How to complete this task:
Which lines of the records contain "const"? Collect every one of them.

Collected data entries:
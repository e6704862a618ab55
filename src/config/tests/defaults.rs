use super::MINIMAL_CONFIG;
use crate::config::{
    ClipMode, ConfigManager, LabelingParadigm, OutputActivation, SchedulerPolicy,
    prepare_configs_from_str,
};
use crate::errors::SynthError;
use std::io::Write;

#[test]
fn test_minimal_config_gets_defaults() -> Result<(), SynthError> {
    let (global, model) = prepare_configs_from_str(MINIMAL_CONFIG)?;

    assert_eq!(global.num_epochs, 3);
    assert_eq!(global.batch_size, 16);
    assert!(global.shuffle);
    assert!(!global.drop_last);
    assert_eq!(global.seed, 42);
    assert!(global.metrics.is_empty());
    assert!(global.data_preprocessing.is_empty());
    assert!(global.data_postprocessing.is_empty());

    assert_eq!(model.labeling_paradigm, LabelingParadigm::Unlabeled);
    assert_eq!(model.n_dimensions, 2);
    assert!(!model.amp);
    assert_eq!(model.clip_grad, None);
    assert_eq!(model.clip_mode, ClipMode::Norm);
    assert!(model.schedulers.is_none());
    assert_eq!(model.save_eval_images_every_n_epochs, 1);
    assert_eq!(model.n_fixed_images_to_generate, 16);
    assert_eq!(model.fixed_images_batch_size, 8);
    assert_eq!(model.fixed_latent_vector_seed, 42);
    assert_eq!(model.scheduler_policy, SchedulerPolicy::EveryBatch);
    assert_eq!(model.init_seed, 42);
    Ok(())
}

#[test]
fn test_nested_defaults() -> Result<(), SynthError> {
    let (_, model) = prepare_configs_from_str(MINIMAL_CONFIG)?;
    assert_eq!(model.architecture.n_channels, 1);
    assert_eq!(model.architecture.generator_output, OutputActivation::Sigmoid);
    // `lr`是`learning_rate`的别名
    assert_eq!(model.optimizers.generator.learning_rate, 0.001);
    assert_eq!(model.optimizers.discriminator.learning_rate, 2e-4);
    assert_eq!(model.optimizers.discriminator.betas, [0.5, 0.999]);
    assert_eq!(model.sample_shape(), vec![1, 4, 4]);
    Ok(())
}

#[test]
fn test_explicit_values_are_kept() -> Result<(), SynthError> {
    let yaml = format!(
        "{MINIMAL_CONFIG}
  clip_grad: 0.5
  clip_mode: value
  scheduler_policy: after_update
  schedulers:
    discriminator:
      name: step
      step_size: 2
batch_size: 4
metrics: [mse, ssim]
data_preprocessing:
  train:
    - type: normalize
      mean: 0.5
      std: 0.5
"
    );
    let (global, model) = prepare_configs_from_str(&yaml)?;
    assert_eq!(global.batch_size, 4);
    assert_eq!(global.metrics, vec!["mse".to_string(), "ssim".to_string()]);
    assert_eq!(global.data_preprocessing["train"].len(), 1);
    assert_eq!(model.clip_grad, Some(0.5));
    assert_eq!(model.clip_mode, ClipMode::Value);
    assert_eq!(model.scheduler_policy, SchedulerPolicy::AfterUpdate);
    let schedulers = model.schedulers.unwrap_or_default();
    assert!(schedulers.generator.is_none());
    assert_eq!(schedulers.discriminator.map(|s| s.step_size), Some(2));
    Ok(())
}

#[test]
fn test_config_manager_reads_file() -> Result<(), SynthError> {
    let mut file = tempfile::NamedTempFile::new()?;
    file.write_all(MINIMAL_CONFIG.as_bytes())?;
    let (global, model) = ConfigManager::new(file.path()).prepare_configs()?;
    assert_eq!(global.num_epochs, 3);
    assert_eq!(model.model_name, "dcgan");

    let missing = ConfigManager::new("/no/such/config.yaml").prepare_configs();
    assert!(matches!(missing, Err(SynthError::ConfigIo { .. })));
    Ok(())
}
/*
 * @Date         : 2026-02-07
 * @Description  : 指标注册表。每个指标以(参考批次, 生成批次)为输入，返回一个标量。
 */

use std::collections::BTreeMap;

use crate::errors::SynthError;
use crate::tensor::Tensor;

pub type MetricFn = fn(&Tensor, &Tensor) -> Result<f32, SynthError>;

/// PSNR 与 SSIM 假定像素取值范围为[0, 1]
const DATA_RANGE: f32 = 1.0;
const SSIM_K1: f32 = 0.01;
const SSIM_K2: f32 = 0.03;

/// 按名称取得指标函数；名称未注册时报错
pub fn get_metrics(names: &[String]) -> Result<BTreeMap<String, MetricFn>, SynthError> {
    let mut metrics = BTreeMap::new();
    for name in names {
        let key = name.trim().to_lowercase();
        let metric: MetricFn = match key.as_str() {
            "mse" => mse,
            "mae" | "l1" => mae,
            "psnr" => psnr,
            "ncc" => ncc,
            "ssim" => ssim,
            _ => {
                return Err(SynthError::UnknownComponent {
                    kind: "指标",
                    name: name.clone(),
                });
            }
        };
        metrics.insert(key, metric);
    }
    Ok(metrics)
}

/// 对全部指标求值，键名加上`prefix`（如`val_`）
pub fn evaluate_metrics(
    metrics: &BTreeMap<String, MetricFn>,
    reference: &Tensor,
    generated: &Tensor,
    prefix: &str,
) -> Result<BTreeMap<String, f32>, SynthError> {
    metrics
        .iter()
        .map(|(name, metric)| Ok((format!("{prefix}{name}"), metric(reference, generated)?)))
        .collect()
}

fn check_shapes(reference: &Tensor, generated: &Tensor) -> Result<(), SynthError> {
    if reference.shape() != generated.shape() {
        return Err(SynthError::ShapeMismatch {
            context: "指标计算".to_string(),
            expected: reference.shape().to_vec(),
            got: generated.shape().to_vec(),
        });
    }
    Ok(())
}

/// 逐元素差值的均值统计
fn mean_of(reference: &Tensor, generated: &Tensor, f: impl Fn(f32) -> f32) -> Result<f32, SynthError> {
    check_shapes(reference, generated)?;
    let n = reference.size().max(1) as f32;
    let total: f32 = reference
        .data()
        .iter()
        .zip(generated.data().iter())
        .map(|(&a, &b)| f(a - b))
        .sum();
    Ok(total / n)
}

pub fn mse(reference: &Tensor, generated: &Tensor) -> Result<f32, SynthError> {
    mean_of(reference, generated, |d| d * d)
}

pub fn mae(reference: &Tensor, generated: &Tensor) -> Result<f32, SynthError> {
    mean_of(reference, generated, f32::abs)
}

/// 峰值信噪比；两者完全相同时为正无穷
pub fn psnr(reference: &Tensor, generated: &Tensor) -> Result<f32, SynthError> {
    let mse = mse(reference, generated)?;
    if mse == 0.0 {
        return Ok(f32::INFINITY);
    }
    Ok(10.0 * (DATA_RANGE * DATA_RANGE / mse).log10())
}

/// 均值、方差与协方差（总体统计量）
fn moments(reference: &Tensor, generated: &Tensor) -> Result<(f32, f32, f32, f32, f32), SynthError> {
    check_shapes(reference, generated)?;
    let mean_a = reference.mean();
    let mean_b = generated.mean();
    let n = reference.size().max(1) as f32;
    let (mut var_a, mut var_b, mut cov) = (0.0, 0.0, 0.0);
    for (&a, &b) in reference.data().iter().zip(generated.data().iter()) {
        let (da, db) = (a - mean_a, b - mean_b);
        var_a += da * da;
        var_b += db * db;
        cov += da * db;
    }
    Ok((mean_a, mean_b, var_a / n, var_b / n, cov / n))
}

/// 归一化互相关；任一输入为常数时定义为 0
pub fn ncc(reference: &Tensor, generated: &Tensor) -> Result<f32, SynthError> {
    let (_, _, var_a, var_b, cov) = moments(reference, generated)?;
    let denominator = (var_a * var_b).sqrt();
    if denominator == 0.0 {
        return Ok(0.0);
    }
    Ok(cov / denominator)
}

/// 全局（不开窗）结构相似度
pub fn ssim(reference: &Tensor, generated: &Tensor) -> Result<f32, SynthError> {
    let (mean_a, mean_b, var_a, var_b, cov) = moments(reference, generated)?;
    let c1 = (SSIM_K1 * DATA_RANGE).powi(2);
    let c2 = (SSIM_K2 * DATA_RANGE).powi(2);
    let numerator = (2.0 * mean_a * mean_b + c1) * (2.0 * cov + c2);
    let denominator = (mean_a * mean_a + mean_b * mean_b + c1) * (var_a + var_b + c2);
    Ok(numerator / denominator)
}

Exercise result:
const DATA_RANGE: f32 = 1.0;
const SSIM_K1: f32 = 0.01;
const SSIM_K2: f32 = 0.03;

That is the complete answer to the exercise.